How would you assess your team just past the halfway point of the National Hockey League season?

“Are you kidding me? All those kids in our lineup, those two goaltenders, the schedule that Paul Maurice keeps complaining about, all those injuries…I’m surprised we’re even in the post-season discussion. I mean, I wrote this season off before it even started because of our youth movement, so it’s a bit of a bonus that we’re so close to the playoff line.”

Your head coach, Paul Maurice, says there should be an asterisk beside your record because of the schedule and all the injuries. What say you?

“Damn straight!”

What’s your take on Maurice’s work?

“Paul said it best when he said, ‘You are who your record says you are.'”

What level of job security does Maurice have?

“Look, Mark Chipman told me that it was time for a full-scale youth movement. He’s the Puck Pontiff, and I do what I’m told. So it was out with the old and in with the new. I saddled Paul with a very young team. He didn’t necessarily like it. But he knew what he was getting into when he signed on. He knew it wasn’t going to be all flowers and roses. This season is a gimme for Paul. I’m not going to toss him under the bus. But, at the end of the day, you are who your record says you are.”
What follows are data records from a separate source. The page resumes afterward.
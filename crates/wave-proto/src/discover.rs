//! Browse content built on the catalog: trending picks, genre listings and
//! the artist spotlight.

use futures_util::future::try_join_all;
use rand::seq::SliceRandom;
use tracing::info;

use crate::catalog::{CatalogClient, Entity, SearchResults};
use crate::error::CatalogError;
use crate::track::{TrackCard, TrackRef};

/// Albums shown in the spotlight discography strip.
pub const SPOTLIGHT_ALBUMS: usize = 8;
const SPOTLIGHT_ART_SIZE: u32 = 600;
const ALBUM_ART_SIZE: u32 = 200;

/// Pick `pick` distinct terms at random.
pub fn sample_terms(terms: &[String], pick: usize) -> Vec<String> {
    let mut rng = rand::thread_rng();
    terms.choose_multiple(&mut rng, pick).cloned().collect()
}

/// Trending tracks: a few random preset terms searched concurrently, a
/// handful of songs each.  Any failed request fails the whole load; only
/// playable tracks are kept.
pub async fn trending(
    client: &CatalogClient,
    terms: &[String],
    pick: usize,
    per_term: u32,
) -> Result<Vec<TrackRef>, CatalogError> {
    let chosen = sample_terms(terms, pick);
    info!("trending: loading {:?}", chosen);
    let results = try_join_all(
        chosen
            .iter()
            .map(|term| client.search(term, per_term, Entity::Song)),
    )
    .await?;
    Ok(results.iter().flat_map(SearchResults::playable).collect())
}

pub async fn genre_tracks(
    client: &CatalogClient,
    genre: &str,
    limit: u32,
) -> Result<Vec<TrackCard>, CatalogError> {
    let results = client.search(genre, limit, Entity::Song).await?;
    Ok(results.cards())
}

/// Which genre tile is open.  Selecting the open genre again closes it.
#[derive(Debug, Clone, Default, PartialEq, Eq)]
pub struct GenreSelection {
    active: Option<String>,
}

#[derive(Debug, Clone, PartialEq, Eq)]
pub enum GenreChange {
    /// A genre was opened; its tracks should be loaded.
    Opened(String),
    Closed,
}

impl GenreSelection {
    pub fn active(&self) -> Option<&str> {
        self.active.as_deref()
    }

    pub fn toggle(&mut self, genre: &str) -> GenreChange {
        if self.active.as_deref() == Some(genre) {
            self.active = None;
            GenreChange::Closed
        } else {
            self.active = Some(genre.to_string());
            GenreChange::Opened(genre.to_string())
        }
    }

    pub fn close(&mut self) {
        self.active = None;
    }
}

#[derive(Debug, Clone, PartialEq)]
pub struct AlbumCard {
    pub title: String,
    pub art: String,
}

/// Featured-artist panel contents.
#[derive(Debug, Clone, PartialEq)]
pub struct Spotlight {
    pub artist_name: String,
    pub genre: String,
    pub art: String,
    pub albums: Vec<AlbumCard>,
}

impl Spotlight {
    /// Shape a lookup response.  `None` when it holds no collections.
    pub fn from_results(results: &SearchResults, requested: &str) -> Option<Self> {
        let albums = results.collections();
        let first = albums.first()?;

        Some(Self {
            artist_name: first
                .artist_name
                .clone()
                .filter(|s| !s.is_empty())
                .unwrap_or_else(|| requested.to_string()),
            genre: first
                .primary_genre_name
                .clone()
                .filter(|s| !s.is_empty())
                .unwrap_or_else(|| "Music".to_string()),
            art: first.artwork(SPOTLIGHT_ART_SIZE),
            albums: albums
                .iter()
                .take(SPOTLIGHT_ALBUMS)
                .map(|a| AlbumCard {
                    title: a.collection_name.clone().unwrap_or_default(),
                    art: a.artwork(ALBUM_ART_SIZE),
                })
                .collect(),
        })
    }

    pub fn blurb(&self) -> String {
        format!(
            "Explore the discography of {}. From chart-topping hits to deep cuts, \
             discover the albums that defined a generation.",
            self.artist_name
        )
    }
}

pub async fn artist_spotlight(
    client: &CatalogClient,
    name: &str,
) -> Result<Option<Spotlight>, CatalogError> {
    let results = client.lookup_artist(name).await?;
    Ok(Spotlight::from_results(&results, name))
}
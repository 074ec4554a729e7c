//! Catalog (iTunes Search API) client.
//!
//! A thin typed pass-through: one request per call, no caching, no retries,
//! no paging.  Ranking and matching belong to the remote service.

use std::time::Duration;

use reqwest::{Client, Url};
use serde::{Deserialize, Serialize};
use tracing::{debug, info, warn};

use crate::config::CatalogConfig;
use crate::error::CatalogError;
use crate::track::{CatalogItem, TrackCard, TrackRef};

/// Album count requested by an artist lookup.
pub const ARTIST_LOOKUP_LIMIT: u32 = 12;

/// Kind of entity the catalog should return.
#[derive(Debug, Clone, Copy, PartialEq, Eq)]
pub enum Entity {
    Song,
    Album,
    MusicArtist,
    MusicVideo,
}

impl Entity {
    pub fn as_str(&self) -> &'static str {
        match self {
            Self::Song => "song",
            Self::Album => "album",
            Self::MusicArtist => "musicArtist",
            Self::MusicVideo => "musicVideo",
        }
    }
}

/// One search request.  `media` is omitted from the query string when `None`.
#[derive(Debug, Clone, PartialEq)]
pub struct SearchQuery {
    pub term: String,
    pub limit: u32,
    pub entity: Entity,
    pub media: Option<&'static str>,
}

impl SearchQuery {
    pub fn new(term: impl Into<String>, limit: u32, entity: Entity) -> Self {
        Self {
            term: term.into(),
            limit,
            entity,
            media: Some("music"),
        }
    }

    /// Album lookup for an artist name.  The catalog is queried without a
    /// media filter so compilations keep their collection wrapper.
    pub fn artist_albums(name: impl Into<String>) -> Self {
        Self {
            term: name.into(),
            limit: ARTIST_LOOKUP_LIMIT,
            entity: Entity::Album,
            media: None,
        }
    }

    fn params(&self) -> Vec<(&'static str, String)> {
        let mut params = vec![
            ("term", self.term.clone()),
            ("limit", self.limit.to_string()),
            ("entity", self.entity.as_str().to_string()),
        ];
        if let Some(media) = self.media {
            params.push(("media", media.to_string()));
        }
        params
    }
}

/// Response body of the search endpoint.
#[derive(Debug, Clone, Default, PartialEq, Serialize, Deserialize)]
#[serde(rename_all = "camelCase")]
pub struct SearchResults {
    #[serde(default)]
    pub result_count: u64,
    #[serde(default)]
    pub results: Vec<CatalogItem>,
}

impl SearchResults {
    /// The "no results" condition.  Not an error.
    pub fn is_empty(&self) -> bool {
        self.result_count == 0 || self.results.is_empty()
    }

    /// Every result that is a track, in catalog order.
    pub fn cards(&self) -> Vec<TrackCard> {
        self.results.iter().filter_map(TrackCard::from_catalog).collect()
    }

    /// Tracks that carry a preview URL.
    pub fn playable(&self) -> Vec<TrackRef> {
        self.results
            .iter()
            .filter_map(TrackRef::from_catalog)
            .filter(TrackRef::is_playable)
            .collect()
    }

    /// Album-like entries, for artist lookups.
    pub fn collections(&self) -> Vec<&CatalogItem> {
        self.results.iter().filter(|r| r.is_collection()).collect()
    }
}

#[derive(Debug, Clone)]
pub struct CatalogClient {
    http: Client,
    base_url: Url,
}

impl CatalogClient {
    pub fn new(config: &CatalogConfig) -> Result<Self, CatalogError> {
        let base_url = Url::parse(&config.base_url)
            .map_err(|e| CatalogError::InvalidUrl(format!("{}: {}", config.base_url, e)))?;
        if !matches!(base_url.scheme(), "http" | "https") {
            return Err(CatalogError::InvalidUrl(format!(
                "{}: scheme must be http or https",
                config.base_url
            )));
        }

        let http = Client::builder()
            .timeout(Duration::from_secs(config.timeout_secs))
            .connect_timeout(Duration::from_secs(config.timeout_secs.min(10)))
            .user_agent(format!("soundwave/{}", env!("CARGO_PKG_VERSION")))
            .build()
            .map_err(CatalogError::Transport)?;

        Ok(Self { http, base_url })
    }

    /// Client against an explicit endpoint, default timeouts otherwise.
    pub fn with_base_url(base_url: &str) -> Result<Self, CatalogError> {
        Self::new(&CatalogConfig {
            base_url: base_url.to_string(),
            ..CatalogConfig::default()
        })
    }

    pub fn base_url(&self) -> &str {
        self.base_url.as_str()
    }

    pub async fn search(
        &self,
        term: &str,
        limit: u32,
        entity: Entity,
    ) -> Result<SearchResults, CatalogError> {
        self.execute(&SearchQuery::new(term, limit, entity)).await
    }

    /// Albums for `name`.  Callers narrow the set with
    /// [`SearchResults::collections`].
    pub async fn lookup_artist(&self, name: &str) -> Result<SearchResults, CatalogError> {
        self.execute(&SearchQuery::artist_albums(name)).await
    }

    pub async fn execute(&self, query: &SearchQuery) -> Result<SearchResults, CatalogError> {
        debug!(term = %query.term, limit = query.limit, entity = query.entity.as_str(), "catalog request");

        let response = self
            .http
            .get(self.base_url.clone())
            .query(&query.params())
            .header("Accept", "application/json")
            .send()
            .await
            .map_err(|e| {
                warn!("catalog: transport error for {:?}: {}", query.term, e);
                CatalogError::Transport(e)
            })?;

        let status = response.status();
        if !status.is_success() {
            warn!("catalog: {:?} returned status {}", query.term, status);
            return Err(CatalogError::Remote {
                status: status.as_u16(),
            });
        }

        // The endpoint labels its JSON as text/javascript, so decode by hand
        let body = response.text().await.map_err(CatalogError::Transport)?;
        let results: SearchResults =
            serde_json::from_str(&body).map_err(|e| CatalogError::Decode(e.to_string()))?;

        info!(
            "catalog: {:?} -> {} results",
            query.term,
            results.result_count
        );
        Ok(results)
    }
}
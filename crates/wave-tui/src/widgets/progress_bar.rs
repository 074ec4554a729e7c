//! Smooth Unicode progress bar for the playback bar.

use ratatui::{
    layout::Rect,
    style::Style,
    text::{Line, Span},
    widgets::Paragraph,
    Frame,
};
use wave_proto::format;
use wave_proto::protocol::Progress;

use crate::theme::{C_MUTED, C_PLAYING, C_SECONDARY};

const BLOCKS: [char; 9] = [' ', '▏', '▎', '▍', '▌', '▋', '▊', '▉', '█'];

/// Bar of `width` cells filled to `fraction` (0.0..=1.0) in eighths.
pub fn bar(fraction: f64, width: usize) -> String {
    let eighths = (fraction.clamp(0.0, 1.0) * width as f64 * 8.0) as usize;
    let full_blocks = eighths / 8;
    let partial = eighths % 8;

    let mut bar = String::with_capacity(width * 3);
    for _ in 0..full_blocks.min(width) {
        bar.push('█');
    }
    if full_blocks < width {
        bar.push(BLOCKS[partial]);
        for _ in (full_blocks + 1)..width {
            bar.push(' ');
        }
    }
    bar
}

/// `M:SS ▕████▍     ▏ M:SS`; the right label is blank until the duration
/// is known.
pub fn draw_progress(frame: &mut Frame, area: Rect, progress: &Progress) {
    if area.width < 4 || area.height == 0 {
        return;
    }

    let left_label = progress.label();
    let right_label = progress.duration_secs.map(format::clock).unwrap_or_default();
    let label_w = (left_label.len() + right_label.len() + 2) as u16;
    let bar_w = area.width.saturating_sub(label_w).max(4) as usize;

    let mut spans = vec![Span::styled(
        format!("{} ", left_label),
        Style::default().fg(C_SECONDARY),
    )];
    spans.push(Span::styled(
        bar(progress.fraction(), bar_w),
        Style::default().fg(C_PLAYING),
    ));
    if !right_label.is_empty() {
        spans.push(Span::styled(
            format!(" {}", right_label),
            Style::default().fg(C_MUTED),
        ));
    }

    frame.render_widget(Paragraph::new(Line::from(spans)), area);
}

#[cfg(test)]
mod tests {
    use super::*;

    #[test]
    fn test_bar_fill() {
        assert_eq!(bar(0.0, 4), "    ");
        assert_eq!(bar(1.0, 4), "████");
        assert_eq!(bar(0.5, 4), "██  ");
        // 1/16 of 4 cells = 2 eighths
        assert_eq!(bar(0.0625, 4), "▎   ");
        assert_eq!(bar(3.0, 2).chars().count(), 2);
    }
}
You decided to go with the kids, Connor Hellebuyck and Michael Hutchinson, in goal and waived the incumbent, Ondrej Pavelec, then shipped him to the minors. How’s that working so far?

“The fact none of the other 29 teams claimed Pavs on waivers ought to tell you all you need to know about him. I like Pavs, but it was the right thing to do. As for Connor and Michael, do the math. Why do you think coach PoMo tossed them under the bus a week or so ago? Paul is right…we don’t have a No. 1 goaltender. Not yet. We’re building toward the future. Is the future here yet? No. When is the future? Your guess is as good as mine.”

What say you about Patrik Laine, your prize rookie?

“God bless those bouncing ping pong balls at the draft lottery! Sometimes you need a horse shoe up your butt instead of skill. I mean, eight teams passed on Nikolaj Ehlers at the 2014 NHL draft. Eight teams passed on Jacob Trouba in 2012. Having the ping pong balls fall our way last year meant we were getting either Patrik or Auston Matthews. We got the player we wanted.”

Pictures on a wall say it all.
Pictures on a wall say it all.

Now that you mentioned Jacob Trouba, how is your relationship with him after his trade demand and failure to attend training camp?

“I still have pictures of Jacob and I shaking hands at the 2012 draft on my office wall. What does that tell you about our relationship?”

Dustin Byfuglien signed a five-year, $38-million contract last summer. Are you getting enough bang for your buck?

“Buff is earning his keep. But if coach PoMo keeps playing him 29-30 minutes a game, there’ll be nothing left of Buff by the final year of that contract. Quite frankly, I’d like to see some of Buff’s minutes go to Jacob Trouba. As it is, Buff is all over the map. Nothing’s really changed since this team arrived in Winnipeg in 2011. Buff is still being Buff.”

Tylers Myers has missed most of the season due to injury. Any chance of bringing in help to shore up the back end?

“You mean trades? Hey, after I fleeced the Buffalo Sabres in the Evander Kane deal and fleeced the Chicago Blackhawks in the Andrew Ladd deal, you think anyone wants to deal with me? Seriously, though, I think everyone knows I don’t do anything unless there’s the proverbial gun to my head.”

Has Blake Wheeler been a suitable replacement for Ladd as team captain?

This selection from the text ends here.